If-Then Plan Builder

A practical tool for turning intentions into if-then plans that connect triggers, actions, and realistic constraints.

If-Then Plan Builder visual

What this tool is for

Use If-Then planning to turn one recurring problem into one specific and repeatable response.

The core structure

If-Then is useful when a goal is clear but execution is inconsistent.

Use this exact sentence structure:

If [situation occurs], then I will [specific action] and then [next safeguard].

Keep each plan under one minute to execute. That keeps it realistic in the middle of pressure.

Where this method works well

It works best for:

  • routines that get delayed by friction
  • conversations that get avoided
  • decision loops where you stall
  • recovery habits that should happen in low effort form

It is less suitable when the issue is high emotional intensity, unsafe conflict, or untreated distress.

How to build one plan in 5 minutes

  1. Choose one context
  2. Choose one observable cue
  3. Choose one action with fixed start and end
  4. Choose one fallback if conditions fail

Example 1:

If I start a workday with anxiety, then I will write one task and one risk note for 5 minutes, then close with a 3 minute reset and continue only if task remains clear.

Example 2:

If I feel the urge to scroll for 20 minutes, then I will stand up, set a 5 minute timer, and choose one small task from my plan.

Build for repeatability, not perfection

Use this filter before saving a plan:

  • Is the cue concrete?
  • Is the action physically possible where you are?
  • Can the action be started without other approvals?
  • Is the fallback humane and not shaming?

If any answer is no, rewrite.

Weekly review template

Use three columns:

  • Cue encountered
  • Action taken
  • Outcome and feeling

Then remove plans that were too weak and keep only those that reduced friction or reduced confusion.

Safety limits

Stop using this tool if it creates:

  • compulsive perfection
  • avoidance of direct support
  • conflict escalation
  • rigid self-blame after misses

If you are in a high stress window, reduce to one plan only and add a recovery check.

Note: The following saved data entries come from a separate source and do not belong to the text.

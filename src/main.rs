//! Splitfactor - flotation circuit split-factor simulator
//!
//! Solves a circuit description file, or samples its split factors with a
//! Monte Carlo run.
//!
//! # Usage
//!
//! ```bash
//! splitfactor simulate circuit.sf --feed 1,100,1.5
//! splitfactor montecarlo circuit.sf -n 10000 --targets "Jameson 1" --grade-min 10 --rows > trials.csv
//! ```

use std::io::{self, Write};
use std::path::PathBuf;

use clap::{Parser, Subcommand};
use splitfactor::{
    circuit::Circuit,
    dsl::{self, CircuitAst},
    error::Result,
    report,
    solver::{scenarios_from_ast, simulate_scenarios, ParamRange, Target, DEFAULT_PASSES},
    FeedSettings, MonteCarlo, MonteCarloConfig, Simulator, SimulatorConfig,
};

/// Flotation circuit split-factor simulator
#[derive(Parser, Debug)]
#[command(author, version, about, long_about = None)]
struct Cli {
    #[command(subcommand)]
    command: Command,
}

#[derive(Subcommand, Debug)]
enum Command {
    /// Solve the circuit and print metrics, flows and scenarios
    Simulate {
        #[command(flatten)]
        circuit: CircuitArgs,
    },
    /// Sample split factors and tabulate the accepted trials
    Montecarlo {
        #[command(flatten)]
        circuit: CircuitArgs,

        /// Number of trials
        #[arg(short = 'n', long)]
        trials: Option<usize>,

        /// Nodes to sample (comma separated); replaces `.vary` targets
        #[arg(long, value_delimiter = ',')]
        targets: Vec<String>,

        /// Mass split range applied to every target
        #[arg(long, num_args = 2, value_names = ["LOW", "HIGH"])]
        mass_range: Option<Vec<f64>>,

        /// Fine split range applied to every target
        #[arg(long, num_args = 2, value_names = ["LOW", "HIGH"])]
        fine_range: Option<Vec<f64>>,

        /// Lowest concentrate grade kept
        #[arg(long)]
        grade_min: Option<f64>,

        /// Highest concentrate grade kept
        #[arg(long)]
        grade_max: Option<f64>,

        /// Per-flow grade ceiling
        #[arg(long, conflicts_with = "no_ceiling")]
        ceiling: Option<f64>,

        /// Disable the grade ceiling
        #[arg(long)]
        no_ceiling: bool,

        /// RNG seed
        #[arg(long)]
        seed: Option<u64>,

        /// Print every kept trial as comma separated rows
        #[arg(long)]
        rows: bool,
    },
}

#[derive(clap::Args, Debug)]
struct CircuitArgs {
    /// Path to the circuit description file
    #[arg(value_name = "CIRCUIT_FILE")]
    circuit_file: PathBuf,

    /// Recompute passes per solve
    #[arg(short, long)]
    passes: Option<usize>,

    /// Feed condition as `flow,mass,grade` (repeatable)
    #[arg(long = "feed", value_parser = parse_feed)]
    feeds: Vec<(u32, f64, f64)>,

    /// Discharge flow ids (comma separated); replaces `.discharge`
    #[arg(long, value_delimiter = ',')]
    discharge: Vec<u32>,
}

fn parse_feed(s: &str) -> std::result::Result<(u32, f64, f64), String> {
    let parts: Vec<&str> = s.split(',').map(str::trim).collect();
    let [flow, mass, grade] = parts.as_slice() else {
        return Err(format!("expected flow,mass,grade, got '{}'", s));
    };
    let flow = flow.parse().map_err(|_| format!("invalid flow id '{}'", flow))?;
    let mass = dsl::parse_value(mass).ok_or_else(|| format!("invalid mass '{}'", mass))?;
    let grade = dsl::parse_value(grade).ok_or_else(|| format!("invalid grade '{}'", grade))?;
    Ok((flow, mass, grade))
}

/// Circuit, simulator and feeds from the file, with CLI overrides applied.
fn load(args: &CircuitArgs) -> Result<(CircuitAst, Simulator, FeedSettings)> {
    let mut ast = dsl::parse_file(&args.circuit_file)?;
    if !args.discharge.is_empty() {
        ast.discharge = args.discharge.clone();
    }

    let circuit = Circuit::from_ast(&ast)?;
    let passes = args.passes.or(ast.passes).unwrap_or(DEFAULT_PASSES);
    let sim = Simulator::with_config(circuit, SimulatorConfig::new().with_passes(passes));

    let mut feeds = FeedSettings::from_defs(&ast.feeds);
    for &(flow, mass, grade) in &args.feeds {
        feeds.insert(splitfactor::circuit::FlowId(flow), mass, grade);
    }
    if feeds.is_empty() {
        log::warn!("no feed conditions given; all flows stay at zero");
    }

    Ok((ast, sim, feeds))
}

fn main() -> Result<()> {
    env_logger::Builder::from_env(env_logger::Env::default().default_filter_or("warn")).init();
    let cli = Cli::parse();
    let stdout = io::stdout();
    let mut out = stdout.lock();

    match cli.command {
        Command::Simulate { circuit } => {
            let (ast, mut sim, feeds) = load(&circuit)?;
            sim.apply_feeds(&feeds)?;
            let result = sim.simulate();
            report::write_simulation(&mut out, sim.circuit(), &result)?;

            let scenarios = scenarios_from_ast(&ast.scenarios)?;
            if !scenarios.is_empty() {
                let results = simulate_scenarios(&sim, &feeds, &scenarios)?;
                writeln!(out)?;
                report::write_scenarios(&mut out, &results)?;
            }
        }
        Command::Montecarlo {
            circuit,
            trials,
            targets,
            mass_range,
            fine_range,
            grade_min,
            grade_max,
            ceiling,
            no_ceiling,
            seed,
            rows,
        } => {
            let (ast, sim, feeds) = load(&circuit)?;
            let mut config = MonteCarloConfig::from_ast(&ast.montecarlo)?;

            if !targets.is_empty() {
                config.targets = targets.into_iter().map(Target::with_default_ranges).collect();
            } else if config.targets.is_empty() {
                config.targets = sim
                    .circuit()
                    .nodes()
                    .iter()
                    .filter(|n| n.is_splitter())
                    .map(|n| Target::with_default_ranges(n.name.clone()))
                    .collect();
            }
            let as_range = |v: &[f64]| ParamRange::new(v[0], v[1]);
            for target in &mut config.targets {
                if let Some(range) = mass_range.as_deref() {
                    target.mass = Some(as_range(range));
                }
                if let Some(range) = fine_range.as_deref() {
                    target.fine = Some(as_range(range));
                }
            }

            if let Some(n) = trials {
                config.trials = n;
            }
            if let Some(s) = seed {
                config.seed = s;
            }
            if grade_min.is_some() {
                config.grade_min = grade_min;
            }
            if grade_max.is_some() {
                config.grade_max = grade_max;
            }
            if no_ceiling {
                config.grade_ceiling = None;
            } else if ceiling.is_some() {
                config.grade_ceiling = ceiling;
            }

            let table = MonteCarlo::new(&sim, &config)?.run(&feeds)?;
            if rows {
                report::write_table(&mut out, &table, ',')?;
                report::write_montecarlo_summary(&mut io::stderr(), &table)?;
            } else {
                report::write_montecarlo_summary(&mut out, &table)?;
            }
        }
    }

    Ok(())
}
//! Lexer (tokenizer) for the circuit DSL.

use crate::error::{Result, SplitFactorError};

/// A token produced by the lexer.
#[derive(Debug, Clone, PartialEq)]
pub struct Token {
    /// The kind of token
    pub kind: TokenKind,
    /// The token's text (without quotes for strings)
    pub text: String,
    /// Line number (1-indexed)
    pub line: usize,
    /// Column number (1-indexed)
    pub column: usize,
}

/// Token types in the DSL.
#[derive(Debug, Clone, PartialEq)]
pub enum TokenKind {
    /// An identifier (node kind, node name, keyword)
    Identifier,
    /// A quoted string (node or flow names with spaces)
    Str,
    /// A number (integer or floating point)
    Number,
    /// A directive (starts with '.')
    Directive,
    /// Equals sign '='
    Equals,
    /// Newline
    Newline,
    /// End of file
    Eof,
}

/// Lexer for tokenizing circuit DSL input.
pub struct Lexer<'a> {
    chars: std::iter::Peekable<std::str::Chars<'a>>,
    line: usize,
    column: usize,
}

impl<'a> Lexer<'a> {
    /// Create a new lexer for the given input.
    pub fn new(input: &'a str) -> Self {
        Self {
            chars: input.chars().peekable(),
            line: 1,
            column: 1,
        }
    }

    /// Get the next token.
    pub fn next_token(&mut self) -> Result<Token> {
        self.skip_whitespace_and_comments();

        let start_line = self.line;
        let start_column = self.column;
        let token = |kind, text: String| Token {
            kind,
            text,
            line: start_line,
            column: start_column,
        };

        let ch = match self.chars.peek().copied() {
            Some(ch) => ch,
            None => return Ok(token(TokenKind::Eof, String::new())),
        };

        let tok = match ch {
            '\n' => {
                self.advance();
                token(TokenKind::Newline, "\n".to_string())
            }
            '.' => {
                self.advance();
                let text = self.read_identifier();
                if text.is_empty() {
                    return Err(SplitFactorError::lexer(
                        start_line,
                        start_column,
                        "expected directive name after '.'",
                    ));
                }
                token(TokenKind::Directive, format!(".{}", text))
            }
            '=' => {
                self.advance();
                token(TokenKind::Equals, "=".to_string())
            }
            '"' => {
                self.advance();
                let text = self.read_string(start_line, start_column)?;
                token(TokenKind::Str, text)
            }
            '-' | '+' | '0'..='9' => token(TokenKind::Number, self.read_number()),
            _ if ch.is_alphabetic() || ch == '_' => token(TokenKind::Identifier, self.read_identifier()),
            _ => {
                return Err(SplitFactorError::lexer(
                    start_line,
                    start_column,
                    format!("unexpected character '{}'", ch),
                ));
            }
        };

        Ok(tok)
    }

    fn advance(&mut self) -> Option<char> {
        let ch = self.chars.next()?;
        if ch == '\n' {
            self.line += 1;
            self.column = 1;
        } else {
            self.column += 1;
        }
        Some(ch)
    }

    fn skip_whitespace_and_comments(&mut self) {
        while let Some(&ch) = self.chars.peek() {
            if ch == ' ' || ch == '\t' || ch == '\r' {
                self.advance();
            } else if ch == '#' || ch == ';' {
                // Skip comment until end of line
                while let Some(&c) = self.chars.peek() {
                    if c == '\n' {
                        break;
                    }
                    self.advance();
                }
            } else {
                break;
            }
        }
    }

    fn read_identifier(&mut self) -> String {
        let mut text = String::new();
        while let Some(&ch) = self.chars.peek() {
            // '-' is allowed after the first character ("mass-fraction")
            if ch.is_alphanumeric() || ch == '_' || (ch == '-' && !text.is_empty()) {
                text.push(ch);
                self.advance();
            } else {
                break;
            }
        }
        text
    }

    fn read_string(&mut self, line: usize, column: usize) -> Result<String> {
        let mut text = String::new();
        loop {
            match self.advance() {
                Some('"') => return Ok(text),
                Some('\n') | None => {
                    return Err(SplitFactorError::lexer(line, column, "unterminated string"));
                }
                Some(ch) => text.push(ch),
            }
        }
    }

    fn read_number(&mut self) -> String {
        let mut text = String::new();

        // Optional sign
        if let Some(&ch) = self.chars.peek() {
            if ch == '-' || ch == '+' {
                text.push(ch);
                self.advance();
            }
        }

        self.read_digits(&mut text);

        // Decimal part
        if let Some(&'.') = self.chars.peek() {
            text.push('.');
            self.advance();
            self.read_digits(&mut text);
        }

        // Exponent part
        if let Some(&ch) = self.chars.peek() {
            if ch == 'e' || ch == 'E' {
                text.push(ch);
                self.advance();
                if let Some(&sign) = self.chars.peek() {
                    if sign == '-' || sign == '+' {
                        text.push(sign);
                        self.advance();
                    }
                }
                self.read_digits(&mut text);
            }
        }

        text
    }

    fn read_digits(&mut self, text: &mut String) {
        while let Some(&ch) = self.chars.peek() {
            if ch.is_ascii_digit() || ch == '_' {
                if ch != '_' {
                    text.push(ch);
                }
                self.advance();
            } else {
                break;
            }
        }
    }
}

/// Parse a numeric token.
pub fn parse_value(text: &str) -> Option<f64> {
    text.trim().parse::<f64>().ok().filter(|v| v.is_finite())
}
//! Flow classification.
//!
//! Connectivity alone cannot tell a final product from a tailings stream: both
//! are produced by one node and consumed by none. The caller therefore names
//! the discharge flows, and every other terminal output is a product.

use std::collections::BTreeSet;

use super::flow::FlowTable;
use super::node::Node;
use super::types::{FlowClass, FlowId};
use crate::error::{Result, SplitFactorError};

/// Classification of every flow in a circuit. Each list is sorted by id and
/// the four lists are disjoint.
#[derive(Debug, Clone, Default, PartialEq, Eq)]
pub struct Topology {
    /// Flows entering the circuit
    pub feeds: Vec<FlowId>,
    /// Flows between nodes, including recycle streams
    pub internal: Vec<FlowId>,
    /// Final concentrate streams
    pub products: Vec<FlowId>,
    /// Declared final tailings
    pub discharge: Vec<FlowId>,
}

impl Topology {
    /// Classify every flow referenced by `nodes`.
    pub fn resolve(nodes: &[Node], flows: &FlowTable, discharge: &BTreeSet<FlowId>) -> Result<Self> {
        let mut consumed = BTreeSet::new();
        let mut produced = BTreeSet::new();
        for node in nodes {
            consumed.extend(node.inputs.iter().map(|&s| flows.get(s).id));
            produced.extend(node.outputs.iter().map(|&s| flows.get(s).id));
        }

        for &id in discharge {
            if flows.slot(id).is_none() {
                return Err(SplitFactorError::FlowNotFound { flow: id.0 });
            }
            if consumed.contains(&id) || !produced.contains(&id) {
                return Err(SplitFactorError::topology(format!(
                    "discharge flow {} must be produced by a node and consumed by none",
                    id
                )));
            }
        }

        let mut topology = Topology::default();
        for flow in flows.iter() {
            let id = flow.id;
            // every flow in the table is referenced by some node
            let class = match (produced.contains(&id), consumed.contains(&id)) {
                (false, _) => FlowClass::Feed,
                (true, true) => FlowClass::Internal,
                (true, false) if discharge.contains(&id) => FlowClass::Discharge,
                (true, false) => FlowClass::Product,
            };
            match class {
                FlowClass::Feed => topology.feeds.push(id),
                FlowClass::Internal => topology.internal.push(id),
                FlowClass::Product => topology.products.push(id),
                FlowClass::Discharge => topology.discharge.push(id),
            }
        }
        Ok(topology)
    }

    /// Class of a flow id, if it belongs to the circuit.
    pub fn class_of(&self, id: FlowId) -> Option<FlowClass> {
        let lists = [
            (&self.feeds, FlowClass::Feed),
            (&self.internal, FlowClass::Internal),
            (&self.products, FlowClass::Product),
            (&self.discharge, FlowClass::Discharge),
        ];
        lists
            .into_iter()
            .find(|(list, _)| list.binary_search(&id).is_ok())
            .map(|(_, class)| class)
    }

    /// Reference feed used for metrics: the feed with the lowest id.
    pub fn reference_feed(&self) -> Option<FlowId> {
        self.feeds.first().copied()
    }

    /// All flows leaving the circuit (products and discharge), sorted by id.
    pub fn outlets(&self) -> Vec<FlowId> {
        let mut out: Vec<FlowId> = self.products.iter().chain(&self.discharge).copied().collect();
        out.sort();
        out
    }
}
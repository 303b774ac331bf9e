//! Processing units: splitters (flotation cells) and mixers.
//!
//! A node reads its declared input flows and overwrites its declared output
//! flows. It never touches any other flow, which is what makes repeated full
//! passes over the circuit a well-defined fixed-point iteration.

use std::fmt;

use super::flow::FlowTable;
use super::types::FlowSlot;
use crate::error::{Result, SplitFactorError};

/// A sampled or configured splitter parameter.
#[derive(Debug, Clone, Copy, PartialEq, Eq, Hash, PartialOrd, Ord)]
pub enum SplitParam {
    /// Fraction of input mass routed to the concentrate
    Mass,
    /// Fraction of input fine content routed to the concentrate
    Fine,
}

impl SplitParam {
    /// Both parameters, in sampling order.
    pub const ALL: [SplitParam; 2] = [SplitParam::Mass, SplitParam::Fine];

    /// Canonical parameter name.
    pub fn name(self) -> &'static str {
        match self {
            SplitParam::Mass => "mass-fraction",
            SplitParam::Fine => "fine-fraction",
        }
    }

    /// Parse a parameter name or its short alias.
    pub fn from_name(s: &str) -> Option<Self> {
        match s.to_ascii_lowercase().as_str() {
            "mass" | "mass-fraction" | "sp_masa" => Some(SplitParam::Mass),
            "fine" | "fine-fraction" | "cuf" | "sp_cuf" => Some(SplitParam::Fine),
            _ => None,
        }
    }
}

impl fmt::Display for SplitParam {
    fn fmt(&self, f: &mut fmt::Formatter<'_>) -> fmt::Result {
        f.write_str(self.name())
    }
}

/// Behaviour of a node.
#[derive(Debug, Clone, Copy, PartialEq)]
pub enum NodeKind {
    /// One input, two outputs: `[concentrate, reject]`.
    Splitter { split_mass: f64, split_fine: f64 },
    /// N inputs summed into one output.
    Mixer,
}

impl NodeKind {
    /// Parse a node kind keyword. Splitters start with zero split factors.
    pub fn from_keyword(keyword: &str) -> Option<Self> {
        match keyword.to_ascii_lowercase().as_str() {
            "cell" | "splitter" | "celda" => Some(NodeKind::Splitter {
                split_mass: 0.0,
                split_fine: 0.0,
            }),
            "mixer" | "sum" | "suma" => Some(NodeKind::Mixer),
            _ => None,
        }
    }
}

/// A processing unit in the circuit.
#[derive(Debug, Clone, PartialEq)]
pub struct Node {
    /// Unique node name
    pub name: String,
    /// Input flow slots, in declaration order
    pub inputs: Vec<FlowSlot>,
    /// Output flow slots, in declaration order
    pub outputs: Vec<FlowSlot>,
    /// Node behaviour and parameters
    pub kind: NodeKind,
}

impl Node {
    /// Create a node, checking the port counts its kind requires.
    pub fn new(
        name: impl Into<String>,
        kind: NodeKind,
        inputs: Vec<FlowSlot>,
        outputs: Vec<FlowSlot>,
    ) -> Result<Self> {
        let name = name.into();
        match kind {
            NodeKind::Splitter { .. } => {
                if inputs.len() != 1 {
                    return Err(SplitFactorError::invalid_node(
                        &name,
                        format!("splitter needs exactly 1 input, got {}", inputs.len()),
                    ));
                }
                if outputs.len() != 2 {
                    return Err(SplitFactorError::invalid_node(
                        &name,
                        format!("splitter needs exactly 2 outputs, got {}", outputs.len()),
                    ));
                }
            }
            NodeKind::Mixer => {
                if inputs.is_empty() {
                    return Err(SplitFactorError::invalid_node(&name, "mixer needs at least 1 input"));
                }
                if outputs.len() != 1 {
                    return Err(SplitFactorError::invalid_node(
                        &name,
                        format!("mixer needs exactly 1 output, got {}", outputs.len()),
                    ));
                }
            }
        }
        Ok(Self {
            name,
            inputs,
            outputs,
            kind,
        })
    }

    /// True for splitters.
    pub fn is_splitter(&self) -> bool {
        matches!(self.kind, NodeKind::Splitter { .. })
    }

    /// Current value of a split parameter, or `None` for mixers.
    pub fn param(&self, param: SplitParam) -> Option<f64> {
        match (self.kind, param) {
            (NodeKind::Splitter { split_mass, .. }, SplitParam::Mass) => Some(split_mass),
            (NodeKind::Splitter { split_fine, .. }, SplitParam::Fine) => Some(split_fine),
            (NodeKind::Mixer, _) => None,
        }
    }

    /// Assign a split parameter. Returns `false` (and changes nothing) for mixers.
    pub fn set_param(&mut self, param: SplitParam, value: f64) -> bool {
        match (&mut self.kind, param) {
            (NodeKind::Splitter { split_mass, .. }, SplitParam::Mass) => *split_mass = value,
            (NodeKind::Splitter { split_fine, .. }, SplitParam::Fine) => *split_fine = value,
            (NodeKind::Mixer, _) => return false,
        }
        true
    }

    /// Recompute output flows from the current input flows.
    pub fn recompute(&self, flows: &mut FlowTable) {
        match self.kind {
            NodeKind::Splitter {
                split_mass,
                split_fine,
            } => {
                let input = flows.get(self.inputs[0]);
                let (mass, fine) = (input.mass, input.fine);

                let conc = flows.get_mut(self.outputs[0]);
                conc.mass = mass * split_mass;
                conc.fine = fine * split_fine;
                conc.derive_grade_from_mass_fine();

                let reject = flows.get_mut(self.outputs[1]);
                reject.mass = mass * (1.0 - split_mass);
                reject.fine = fine * (1.0 - split_fine);
                reject.derive_grade_from_mass_fine();
            }
            NodeKind::Mixer => {
                let (mass, fine) = self.inputs.iter().fold((0.0, 0.0), |(m, f), &slot| {
                    let input = flows.get(slot);
                    (m + input.mass, f + input.fine)
                });

                let out = flows.get_mut(self.outputs[0]);
                out.mass = mass;
                out.fine = fine;
                out.derive_grade_from_mass_fine();
            }
        }
    }
}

The point is to restore control, not increase it.

Misuses to avoid

  • Writing vague cues such as "when I feel bad."
  • Creating too many plans at once.
  • Reviewing only success and hiding misses.
  • Turning one failed step into a self-identity statement.

A quick launch challenge

Before tomorrow:

  • Write one If-Then plan only for your highest friction routine.
  • Run it once when the cue appears.
  • Record three outcomes: did it happen, what changed, and what to simplify.

If it worked partly, keep it and simplify further. If it did not, rewrite the cue, not your effort level.